Mississippi author and business consultant Clifton Taulbert will discuss the history of Black Wall Street in Tulsa, Oklahoma, in a virtual lecture Wednesday (Oct. 14), hosted by the McLean Institute for Public Service and Community Engagement at the University of Mississippi.
Free and open to the public, the noon event is set for Zoom. Meeting information is available on the McLean Institute’s Facebook page.
Taulbert, the first African American to win the Mississippi Institute of Arts and Letters Award for Non-Fiction, has written several books including “The Last Train North,” “Once Upon a Time When We Were Colored” and “Who Owns the Icehouse? Eight Life Lessons from an Unlikely Entrepreneur.” His books illustrate the power of including community engagement in education and workforce development.
The author has a direct link to work at the McLean Institute and its Catalyzing Entrepreneurship and Economic Development program because of his experience pursuing entrepreneurial opportunities that he identified in his hometown of Glen Allan, said J.R. Love, project manager for CEED.
“Mr. Taulbert will provide insight into the power of our individual mindset and how that connects to building community,” Love said. “CEED students will have the opportunity to engage and learn from an entrepreneur from Mississippi who shares a similar philosophy of the McLean Institute regarding the power of community and economic development.”
The CEED program uses “Who Owns the Ice House?” as a framework to teach and foster an entrepreneurial mentality.
In the spirit of building partnerships to aid community and economic development, the event is co-hosted by the Mississippi Small Business Development Center and the Mississippi Development Authority.
“Clifton Taulbert is a national treasure and the epitome of the American entrepreneur,” said Joe Donovan, director of the MDA Entrepreneur Center. “We are pleased for the opportunity to partner with the University of Mississippi’s McLean Institute and SBDC Mississippi to bring this informative discussion to those interested in learning more about the entrepreneur experience.”

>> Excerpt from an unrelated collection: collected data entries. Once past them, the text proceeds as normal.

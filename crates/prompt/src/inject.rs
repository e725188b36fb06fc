//! In-chat injection.
//!
//! Splices in-chat entries into the transcript at a depth measured from the
//! most recent message.
//!
//! # Algorithm
//!
//! 1. Evaluate each entry's trigger against `N`, the transcript length
//!    before any injection.
//! 2. For each firing entry compute `raw_position = max(0, N - depth)` in
//!    the original transcript's index space.
//! 3. Sort by `(raw_position, original_index)`.
//! 4. Merge the sorted insertions with the transcript: before copying
//!    transcript message `i`, emit every insertion whose position is `i`.
//!
//! Step 4 lands each entry exactly where left-to-right splicing with a
//! running offset would, without touching the caller's transcript. Entries
//! sharing a position keep their configured order.

use parlor_core::{AssembledMessage, Placement, PromptEntry, TranscriptMessage};

/// A firing entry and where it goes.
#[derive(Debug, Clone, Copy, PartialEq)]
pub struct Insertion<'a> {
    /// Position in the original transcript's index space.
    pub position: usize,
    /// Index of the entry within the in-chat bucket.
    pub index: usize,
    pub entry: &'a PromptEntry,
}

/// Sorted insertions for one transcript length.
#[derive(Debug, Default)]
pub struct InsertionPlan<'a> {
    /// Firing entries ordered by `(position, index)`.
    pub insertions: Vec<Insertion<'a>>,
    /// Entries whose trigger did not fire.
    pub not_fired: Vec<&'a PromptEntry>,
}

impl InsertionPlan<'_> {
    /// Build the injected transcript.
    ///
    /// The result has `transcript.len() + insertions.len()` messages.
    pub fn apply(&self, transcript: &[TranscriptMessage]) -> Vec<AssembledMessage> {
        let mut out = Vec::with_capacity(transcript.len() + self.insertions.len());
        let mut cursor = 0;

        for insertion in &self.insertions {
            let at = insertion.position.min(transcript.len());
            while cursor < at {
                out.push(AssembledMessage::from_transcript(&transcript[cursor]));
                cursor += 1;
            }
            out.push(AssembledMessage::from_entry(
                insertion.entry,
                insertion.entry.describe_injection(),
            ));
        }

        out.extend(transcript[cursor..].iter().map(AssembledMessage::from_transcript));
        out
    }
}

/// Evaluate triggers and compute insertion points for `turns` messages.
pub fn plan_insertions<'a>(turns: usize, in_chat: &[&'a PromptEntry]) -> InsertionPlan<'a> {
    let mut plan = InsertionPlan::default();

    for (index, &entry) in in_chat.iter().enumerate() {
        let (depth, trigger) = match entry.placement() {
            Placement::InChat { depth, trigger } => (depth, trigger),
            // Not in-chat; the partitioner keeps these out of the bucket.
            Placement::Relative | Placement::Inert => continue,
        };

        if !entry.has_content() || !trigger.fires(turns) {
            plan.not_fired.push(entry);
            continue;
        }

        plan.insertions.push(Insertion {
            position: turns.saturating_sub(depth),
            index,
            entry,
        });
    }

    plan.insertions.sort_by_key(|i| (i.position, i.index));
    plan
}

/// Splice firing in-chat entries into a copy of the transcript.
pub fn inject(transcript: &[TranscriptMessage], in_chat: &[&PromptEntry]) -> Vec<AssembledMessage> {
    plan_insertions(transcript.len(), in_chat).apply(transcript)
}
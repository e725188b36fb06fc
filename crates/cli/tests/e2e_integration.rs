//! End-to-end tests for the `parlor` binary.
//!
//! These run the compiled CLI against a temporary config file and check the
//! JSON it prints, covering config loading, preview and transcript assembly.

use std::path::Path;
use std::process::{Command, Output};

// ── Helpers ──────────────────────────────────────────────────────────────

const CONFIG: &str = r#"
[prompt]
condense_prompt_entries = false

[[prompt.entries]]
id = "main"
name = "Main Prompt"
content = "You are Aria, a ship's navigator."
isSystemPrompt = true

[[prompt.entries]]
id = "note"
role = "user"
content = "[Keep it short.]"
injectionPosition = "inChat"
injectionDepth = 1

[[prompt.entries]]
id = "finale"
content = "Start wrapping up the story."
injectionPosition = "conditional"
conditionalMinMessages = 40

[preview]
turn_pairs = 2
"#;

fn parlor(config: &Path, args: &[&str]) -> Output {
    Command::new(env!("CARGO_BIN_EXE_parlor"))
        .arg("--config")
        .arg(config)
        .args(args)
        .env_remove("PARLOR_CONDENSE_PROMPT_ENTRIES")
        .env_remove("PARLOR_PREVIEW_TURNS")
        .env_remove("PARLOR_CONFIG")
        .env("RUST_LOG", "warn")
        .output()
        .expect("failed to run parlor binary")
}

fn write_config(dir: &Path, body: &str) -> std::path::PathBuf {
    let path = dir.join("config.toml");
    std::fs::write(&path, body).unwrap();
    path
}

fn stdout_json(output: &Output) -> serde_json::Value {
    assert!(
        output.status.success(),
        "stderr: {}",
        String::from_utf8_lossy(&output.stderr)
    );
    serde_json::from_slice(&output.stdout).expect("stdout is not JSON")
}

fn message_ids(value: &serde_json::Value) -> Vec<String> {
    value
        .as_array()
        .unwrap()
        .iter()
        .map(|m| m["id"].as_str().unwrap().to_string())
        .collect()
}

// ── Tests ────────────────────────────────────────────────────────────────

#[test]
fn preview_json_shows_structure() {
    let dir = tempfile::tempdir().unwrap();
    let config = write_config(dir.path(), CONFIG);

    let value = stdout_json(&parlor(&config, &["preview", "--json"]));
    assert_eq!(
        message_ids(&value["messages"]),
        vec![
            "main",
            "mock_user_1",
            "mock_assistant_1",
            "mock_user_2",
            "note",
            "mock_assistant_2"
        ]
    );
    assert_eq!(value["report"]["turnCount"], 4);
    assert_eq!(value["report"]["skipped"][0]["entryId"], "finale");
    assert_eq!(value["report"]["skipped"][0]["reason"], "trigger_not_met");
}

#[test]
fn preview_condense_flag_merges_entries() {
    let dir = tempfile::tempdir().unwrap();
    let config = write_config(dir.path(), CONFIG);

    let value = stdout_json(&parlor(&config, &["preview", "--json", "--condense", "--pairs", "1"]));
    let messages = value["messages"].as_array().unwrap();
    assert_eq!(messages.len(), 3);
    assert_eq!(messages[0]["id"], "entry_condensed_system");
    assert_eq!(
        messages[0]["content"],
        "You are Aria, a ship's navigator.\n\n[Keep it short.]\n\nStart wrapping up the story."
    );
}

#[test]
fn assemble_real_transcript() {
    let dir = tempfile::tempdir().unwrap();
    let config = write_config(dir.path(), CONFIG);
    let transcript = dir.path().join("chat.json");
    std::fs::write(
        &transcript,
        r#"[
            {"id": "t1", "role": "user", "content": "Where are we?"},
            {"id": "t2", "role": "assistant", "content": "Two days from port.", "name": "Aria"},
            {"id": "t3", "role": "user", "content": "Any storms?"}
        ]"#,
    )
    .unwrap();

    let value = stdout_json(&parlor(&config, &["assemble", transcript.to_str().unwrap()]));
    assert_eq!(message_ids(&value), vec!["main", "t1", "t2", "note", "t3"]);
    assert_eq!(value[2]["name"], "Aria");
    assert_eq!(value[3]["isInjected"], true);
    assert_eq!(value[3]["injectionInfo"], "in-chat (depth 1)");
}

#[test]
fn assemble_chat_payload_has_no_provenance() {
    let dir = tempfile::tempdir().unwrap();
    let config = write_config(dir.path(), CONFIG);
    let transcript = dir.path().join("chat.json");
    std::fs::write(&transcript, r#"[{"id": "t1", "role": "user", "content": "Hi"}]"#).unwrap();

    let value = stdout_json(&parlor(
        &config,
        &["assemble", transcript.to_str().unwrap(), "--chat"],
    ));
    let messages = value.as_array().unwrap();
    assert_eq!(messages.len(), 3);
    assert_eq!(messages[1], serde_json::json!({"role": "user", "content": "[Keep it short.]"}));
    assert!(messages.iter().all(|m| m.get("isInjected").is_none()));
}

#[test]
fn invalid_transcript_fails() {
    let dir = tempfile::tempdir().unwrap();
    let config = write_config(dir.path(), CONFIG);
    let transcript = dir.path().join("chat.json");
    std::fs::write(&transcript, r#"{"not": "an array"}"#).unwrap();

    let output = parlor(&config, &["assemble", transcript.to_str().unwrap()]);
    assert!(!output.status.success());
    assert!(String::from_utf8_lossy(&output.stderr).contains("Transcript"));
}

#[test]
fn validate_rejects_duplicate_ids() {
    let dir = tempfile::tempdir().unwrap();
    let config = write_config(
        dir.path(),
        "[[prompt.entries]]\nid = \"a\"\ncontent = \"A\"\n\n[[prompt.entries]]\nid = \"a\"\ncontent = \"B\"\n",
    );

    let output = parlor(&config, &["config", "validate"]);
    assert!(!output.status.success());
    assert!(String::from_utf8_lossy(&output.stdout).contains("duplicate prompt entry id"));
}

#[test]
fn init_then_show_roundtrips() {
    let dir = tempfile::tempdir().unwrap();
    let config = dir.path().join("fresh").join("config.toml");

    assert!(parlor(&config, &["init"]).status.success());
    assert!(config.exists());

    let output = parlor(&config, &["config", "show"]);
    assert!(output.status.success());
    let shown = String::from_utf8_lossy(&output.stdout);
    assert!(shown.contains("main_prompt"));
    assert!(shown.contains("turn_pairs = 3"));
}

#[test]
fn oversized_pairs_rejected() {
    let dir = tempfile::tempdir().unwrap();
    let config = write_config(dir.path(), CONFIG);

    for command in ["preview", "entries"] {
        let output = parlor(&config, &[command, "--pairs", "1000000000"]);
        assert!(!output.status.success(), "{command} accepted an oversized --pairs");
        assert!(String::from_utf8_lossy(&output.stderr).contains("must be at most 500"));
    }
}

#[test]
fn negative_depth_entry_still_previews() {
    let dir = tempfile::tempdir().unwrap();
    let config = write_config(
        dir.path(),
        "[[prompt.entries]]\nid = \"note\"\ncontent = \"N\"\ninjectionPosition = \"inChat\"\ninjectionDepth = -1\n",
    );

    let value = stdout_json(&parlor(&config, &["preview", "--json", "--pairs", "1"]));
    assert_eq!(
        message_ids(&value["messages"]),
        vec!["mock_user_1", "mock_assistant_1", "note"]
    );
}

#[test]
fn show_keeps_unrecognized_position() {
    let dir = tempfile::tempdir().unwrap();
    let config = write_config(
        dir.path(),
        "[[prompt.entries]]\nid = \"odd\"\ncontent = \"x\"\ninjectionPosition = \"afterCharacter\"\n",
    );

    let output = parlor(&config, &["config", "show"]);
    assert!(output.status.success());
    assert!(String::from_utf8_lossy(&output.stdout).contains(r#"injectionPosition = "afterCharacter""#));
}
use thiserror::Error;

/// Boxed error produced by caller-supplied conversion functions.
pub type BoxError = Box<dyn std::error::Error + Send + Sync>;

/// Errors raised while building a [`Range`](crate::Range).
#[derive(Debug, Clone, PartialEq, Eq, Error)]
pub enum RangeError {
	/// The endpoint is neither an integer nor an infinity.
	#[error("endpoint `{value}` is neither an integer nor infinite")]
	InvalidEndpoint { value: String },

	#[error("from value `{from}` is greater than to value `{to}`")]
	InvalidOrder { from: String, to: String },
}

/// Reasons a bulk insertion is rejected.
///
/// A rejected insertion leaves the cache untouched.
#[derive(Debug, Clone, PartialEq, Eq, Error)]
pub enum InsertError {
	#[error("entries are not sorted in ascending order by key")]
	UnsortedEntries,

	#[error("multiple entries with key `{key}`")]
	DuplicateKey { key: String },

	#[error("entries outside of range {range}")]
	EntryOutOfBounds { range: String },
}

#[derive(Debug, Clone, Copy, PartialEq, Eq, Error)]
pub enum ListenerError {
	#[error("a listener with the same callback already exists")]
	DuplicateListener,
}

/// Errors raised while rebuilding a cache from its minified form.
///
/// No partially rebuilt cache is ever returned.
#[derive(Debug, Error)]
pub enum UnminifyError {
	#[error("cannot unminify range cache: minified value is not an array")]
	NotAnArray,

	#[error("cannot unminify range cache: malformed interval at index {index}")]
	MalformedInterval { index: usize },

	#[error("cannot unminify range cache: {0}")]
	UnminifyFailed(#[source] BoxError),
}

Taulbert, for his part, is pleased to have another opportunity to exchange perspectives with Ole Miss students, faculty, staff and community partners affiliated with the CEED initiative.
“History has always been the instructive teacher – giving us reason to challenge our mental models as defined by Peter Senge through inquiry, dialogue and reflection and to move forward enlightened by truth – but we must go to class,” Taulbert said.
Sharon Nichols, director of the Mississippi Small Business Development Center, said Taulbert’s insights carry great weight amid the current social and business climates.
“I was honored to visit with Mr. Clifton Taulbert while in Oklahoma recently, where he graciously shared some of his story and his wisdom with me,” Nichols said. “His ability to articulate perspective, mindset and history into the entrepreneurial ethos opened my eyes to the importance of learning, mentors and listening deeply as we move through our days.
“Although our time together was brief, his perspective on entrepreneurship and life genuinely resonated with me and widened my perspective.”